The first paper, by Manuel Albaladejo Vivero, explores the Periplus of the Erythrean Sea, a work belonging to the periplographic genre that uses some topoi of geographic literature to describe the way of life of foreign people from the Red Sea and Indian Ocean, with probably the first reference to China in Greek literature. María Ángeles Alonso-Alonso analyses the gradual reception and integration of Greek physicians in Roman society since the 3rd century BCE, when professional doctors did not still exist, and medicine was not an institutionalized knowledge by itself. This excellent paper is a clear illustration of how identity and otherness are not only embodied in values and customs but also imply some transfer and adaptation of knowledge and social status from one world to another.

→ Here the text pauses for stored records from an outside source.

//! Reads quotes saved by the old back office, which appended a JSON blob to
//! the free-text notes field after a marker line.

use serde::{Deserialize, Serialize};
use serde_with::{serde_as, DefaultOnError, DisplayFromStr, PickFirst, VecSkipError};

use crate::config::LEGACY_AED_PER_USD;
use crate::models::{
    pax::PaxComposition,
    quote::{HotelChoice, TourSelection, TourType},
};

pub const NOTES_MARKER: &str = "---QUOTE_DATA---";

// Old form data stored numbers as numbers, numeric strings or "" for empty.
// Each field degrades on its own so one bad value never drops the payload.

#[serde_as]
#[derive(Debug, Deserialize, Default)]
#[serde(rename_all = "camelCase")]
struct LegacyPayload {
    #[serde_as(as = "DefaultOnError<VecSkipError<_>>")]
    #[serde(default)]
    hotel_options: Vec<LegacyHotel>,
    #[serde_as(as = "DefaultOnError")]
    #[serde(default)]
    selected_hotel: Option<LegacyHotel>,
    #[serde_as(as = "DefaultOnError<VecSkipError<_>>")]
    #[serde(default)]
    tours: Vec<LegacyTour>,
    #[serde_as(as = "DefaultOnError")]
    #[serde(default)]
    pax: Option<PaxComposition>,
    #[serde_as(as = "DefaultOnError<Option<PickFirst<(_, DisplayFromStr)>>>")]
    #[serde(default)]
    exchange_rate: Option<f64>,
}

#[serde_as]
#[derive(Debug, Deserialize)]
#[serde(rename_all = "camelCase")]
struct LegacyHotel {
    #[serde_as(as = "DefaultOnError")]
    #[serde(default)]
    id: Option<String>,
    name: String,
    #[serde_as(as = "DefaultOnError<PickFirst<(_, DisplayFromStr)>>")]
    #[serde(default)]
    rate: f64,
    #[serde_as(as = "DefaultOnError<PickFirst<(_, DisplayFromStr)>>")]
    #[serde(default)]
    extra_bed_rate: f64,
}

#[serde_as]
#[derive(Debug, Deserialize)]
#[serde(rename_all = "camelCase")]
struct LegacyTour {
    #[serde_as(as = "DefaultOnError")]
    #[serde(default)]
    id: Option<String>,
    name: String,
    #[serde_as(as = "DefaultOnError<PickFirst<(_, DisplayFromStr)>>")]
    #[serde(default)]
    cost_per_person: f64,
    #[serde_as(as = "DefaultOnError")]
    #[serde(rename = "type", default)]
    tour_type: TourType,
    #[serde_as(as = "DefaultOnError<Option<PickFirst<(_, DisplayFromStr)>>>")]
    #[serde(default)]
    transfer_cost: Option<f64>,
}

impl From<LegacyHotel> for HotelChoice {
    fn from(hotel: LegacyHotel) -> Self {
        HotelChoice {
            hotel_id: hotel.id,
            name: hotel.name,
            rate: hotel.rate,
            extra_bed_rate: hotel.extra_bed_rate,
        }
    }
}

impl From<LegacyTour> for TourSelection {
    fn from(tour: LegacyTour) -> Self {
        TourSelection {
            id: tour.id,
            name: tour.name,
            cost_per_person: tour.cost_per_person,
            tour_type: tour.tour_type,
            transfer_cost: tour.transfer_cost,
        }
    }
}

/// What could be recovered from a legacy notes field.
#[derive(Debug, Serialize, Deserialize, Clone, PartialEq)]
pub struct LegacyQuote {
    pub notes: String,
    pub hotels: Vec<HotelChoice>,
    pub tours: Vec<TourSelection>,
    pub pax: Option<PaxComposition>,
    pub exchange_rate: f64,
}

/// Split notes at the marker and parse the payload. A missing or broken
/// payload yields empty structures; a missing hotel list falls back to the
/// previously selected hotel.
pub fn parse_notes(notes: &str) -> LegacyQuote {
    let (text, payload) = match notes.split_once(NOTES_MARKER) {
        Some((text, raw)) => {
            let payload = serde_json::from_str::<LegacyPayload>(raw.trim()).unwrap_or_else(|err| {
                log::warn!("Ignoring unreadable legacy quote payload: {}", err);
                LegacyPayload::default()
            });
            (text, payload)
        }
        None => (notes, LegacyPayload::default()),
    };

    let hotels: Vec<HotelChoice> = if payload.hotel_options.is_empty() {
        payload.selected_hotel.into_iter().map(HotelChoice::from).collect()
    } else {
        payload.hotel_options.into_iter().map(HotelChoice::from).collect()
    };

    LegacyQuote {
        notes: text.trim().to_string(),
        hotels,
        tours: payload.tours.into_iter().map(TourSelection::from).collect(),
        pax: payload.pax,
        exchange_rate: payload
            .exchange_rate
            .filter(|rate| rate.is_finite() && *rate > 0.0)
            .unwrap_or(LEGACY_AED_PER_USD),
    }
}

#[cfg(test)]
mod tests {
    use super::*;

    #[test]
    fn test_parse_full_payload() {
        let notes = format!(
            "Client prefers sea view\n{}\n{}",
            NOTES_MARKER,
            r#"{
                "hotelOptions": [
                    {"id": "h1", "name": "Atlantis", "rate": 1200, "extraBedRate": 300},
                    {"name": "Rove Downtown", "rate": 380}
                ],
                "selectedHotel": {"name": "Atlantis", "rate": 1200},
                "tours": [{"name": "Burj Khalifa", "costPerPerson": 169, "type": "private", "transferCost": 250}],
                "pax": {"adults": 2, "cwb": 1, "cnb": 0, "infants": 0},
                "exchangeRate": 3.67
            }"#
        );
        let legacy = parse_notes(&notes);
        assert_eq!(legacy.notes, "Client prefers sea view");
        assert_eq!(legacy.hotels.len(), 2);
        assert_eq!(legacy.hotels[0].extra_bed_rate, 300.0);
        assert_eq!(legacy.hotels[1].hotel_id, None);
        assert_eq!(legacy.tours[0].tour_type, TourType::Private);
        assert_eq!(legacy.tours[0].transfer_cost, Some(250.0));
        assert_eq!(legacy.pax, Some(PaxComposition::new(2, 1, 0, 0)));
        assert_eq!(legacy.exchange_rate, 3.67);
    }

    #[test]
    fn test_falls_back_to_selected_hotel() {
        let notes = format!(
            "{}{}",
            NOTES_MARKER,
            r#"{"selectedHotel": {"name": "Rove Downtown", "rate": 380}}"#
        );
        let legacy = parse_notes(&notes);
        assert_eq!(legacy.hotels.len(), 1);
        assert_eq!(legacy.hotels[0].name, "Rove Downtown");
        assert_eq!(legacy.exchange_rate, LEGACY_AED_PER_USD);
    }

    #[test]
    fn test_empty_and_string_numbers_keep_the_payload() {
        let notes = format!(
            "{}{}",
            NOTES_MARKER,
            r#"{
                "hotelOptions": [{"name": "Atlantis", "rate": "1200", "extraBedRate": ""}],
                "tours": [
                    {"name": "Dhow Cruise", "costPerPerson": 90, "type": "private", "transferCost": ""},
                    {"name": "Burj Khalifa", "costPerPerson": "169", "transferCost": "250"},
                    {"costPerPerson": 40}
                ],
                "pax": {"adults": 2, "cwb": 1},
                "exchangeRate": ""
            }"#
        );
        let legacy = parse_notes(&notes);
        assert_eq!(legacy.hotels.len(), 1);
        assert_eq!(legacy.hotels[0].rate, 1200.0);
        assert_eq!(legacy.hotels[0].extra_bed_rate, 0.0);
        // the nameless tour is dropped on its own
        assert_eq!(legacy.tours.len(), 2);
        assert_eq!(legacy.tours[0].transfer_cost, None);
        assert_eq!(legacy.tours[0].tour_type, TourType::Private);
        assert_eq!(legacy.tours[1].cost_per_person, 169.0);
        assert_eq!(legacy.tours[1].transfer_cost, Some(250.0));
        assert_eq!(legacy.pax, Some(PaxComposition::new(2, 1, 0, 0)));
        assert_eq!(legacy.exchange_rate, LEGACY_AED_PER_USD);
    }

    #[test]
    fn test_bad_pax_keeps_hotels() {
        let notes = format!(
            "{}{}",
            NOTES_MARKER,
            r#"{"selectedHotel": {"name": "Rove Downtown", "rate": 380}, "pax": {"adults": "two"}}"#
        );
        let legacy = parse_notes(&notes);
        assert_eq!(legacy.hotels.len(), 1);
        assert_eq!(legacy.pax, None);
    }

    #[test]
    fn test_broken_payload_defaults_to_empty() {
        let legacy = parse_notes(&format!("Call back Monday {} {{not json", NOTES_MARKER));
        assert_eq!(legacy.notes, "Call back Monday");
        assert!(legacy.hotels.is_empty());
        assert!(legacy.tours.is_empty());
        assert_eq!(legacy.pax, None);

        let plain = parse_notes("Just a note");
        assert_eq!(plain.notes, "Just a note");
        assert!(plain.hotels.is_empty());
    }
}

Focusing on the political topic of civil war or stasis and the issue of differences and identity within the very same city of classical Athens, Paulo Donoso Johnson claims that Critias’s political project consisted not only in defeating his enemies but mostly in annihilating them completely, even those who had been his friends at some time. Echoing the first paper of the volume, Leslie Lagos-Aburto analyses the perception of the barbarian in Arrian’s Anabasis. On more philosophical and anthropological grounds, Carolina Olivares Chávez focuses on how Xenophon’s and Aristotle’s definition of human nature goes hand in hand with the definition of otherness from their own experience and knowledge of foreign peoples.

The following three papers are on medical topics. As Joaquim Pinheiro explains, Galen and Plutarch draw close connections between philosophy and medicine, revealing specific markers of identity such as the relationship between patient and physician, or the understanding of medical tekhne. Susana Reboreda Morillo focuses on the conceptual and social identity of mothers in the Hippocratic Treatises and describes the different steps that make a woman into a mother, with the help of rich iconographic materials. Sierra Martín explores the classification of the patients according to several criteria in the Hippocratic Epidemics and their relation to the concept of philanthropia. The last paper, by Giuseppe Squillace, is dedicated to the study of an Egyptian profession in Athens of the 5th–4th century BCE, that of perfumer.

Although each paper is valuable in itself, opening up interesting avenues of research and providing useful, up-to-date bibliographies on specific topics, the thematic unity of the volume might sometimes appear hard to identify: the relationship between the political and the medical dimensions of the central theme could have been better articulated, and some of the papers do not clearly explain their relation to the topic of identity and otherness; these very concepts could also have been defined in more detail in the introduction and some papers.

The volume nonetheless provides an interesting insight into the many facets of the notions of identity and otherness in the Classical Mediterranean world.

 

Authors and titles

Laia Pérez Hurtado and César Sierra Martín, Introducción: identidad y diversidad en el mundo griego

Manuel Albaladejo Vivero, Alteridad en la literatura periplográfica griega: el caso del Periplo del mar Eritreo

María Ángeles Alonso-Alonso, Recepción e integración de los ἰατροὶ griegos en la República romana

Paulo Donoso Johnson, El ideario oligárquico-tanatocrático de Critias. La eliminación del adversario político para la salud de la pólis

Leslie Lagos-Aburto, Los bárbaros en la obra de Arriano de Nicomedia. La Ἀλεξάνδρου άνάϐασις

Carolina Olivares Chávez, Naturaleza humana y alteridad en Jenofonte y Aristóteles

Joaquim Pinheiro, O diálogo entre medicina e filosofia em Plutarco e Galeno: marcas identitárias

Susana Reboreda Morillo, Becoming Mothers. From the Maia to Hippocratic Treatises

César Sierra Martín, Philantrōpía: Amor al prójimo y alteridad en Epidemias del Corpus Hippocraticum

Giuseppe Squillace, Il “mestiere degli stranieri”. Profumieri egiziani ad Atene tra V e IV secolo a. C.